Task item:
Return every entry below exactly as written.

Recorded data

-=-=-=-=-

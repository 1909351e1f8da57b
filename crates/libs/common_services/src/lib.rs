#![deny(clippy::unwrap_used)]
#![allow(
    clippy::missing_errors_doc,
    clippy::missing_panics_doc,
    clippy::cast_sign_loss,
    clippy::module_inception,
    clippy::too_many_arguments,
    clippy::cast_possible_truncation,
    clippy::cast_possible_wrap
)]

pub mod api;
pub mod database;
pub mod utils;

-=-=-=-=-

Answer section:
repository 1909351e1f8da57b
filename crates/libs/common_services/src/lib.rs
#![deny(clippy::unwrap_used)]
#![allow(
    clippy::missing_errors_doc,
    clippy::missing_panics_doc,
    clippy::cast_sign_loss,
    clippy::module_inception,
    clippy::too_many_arguments,
    clippy::cast_possible_truncation,
    clippy::cast_possible_wrap
)]

pub mod api;
pub mod database;
pub mod utils;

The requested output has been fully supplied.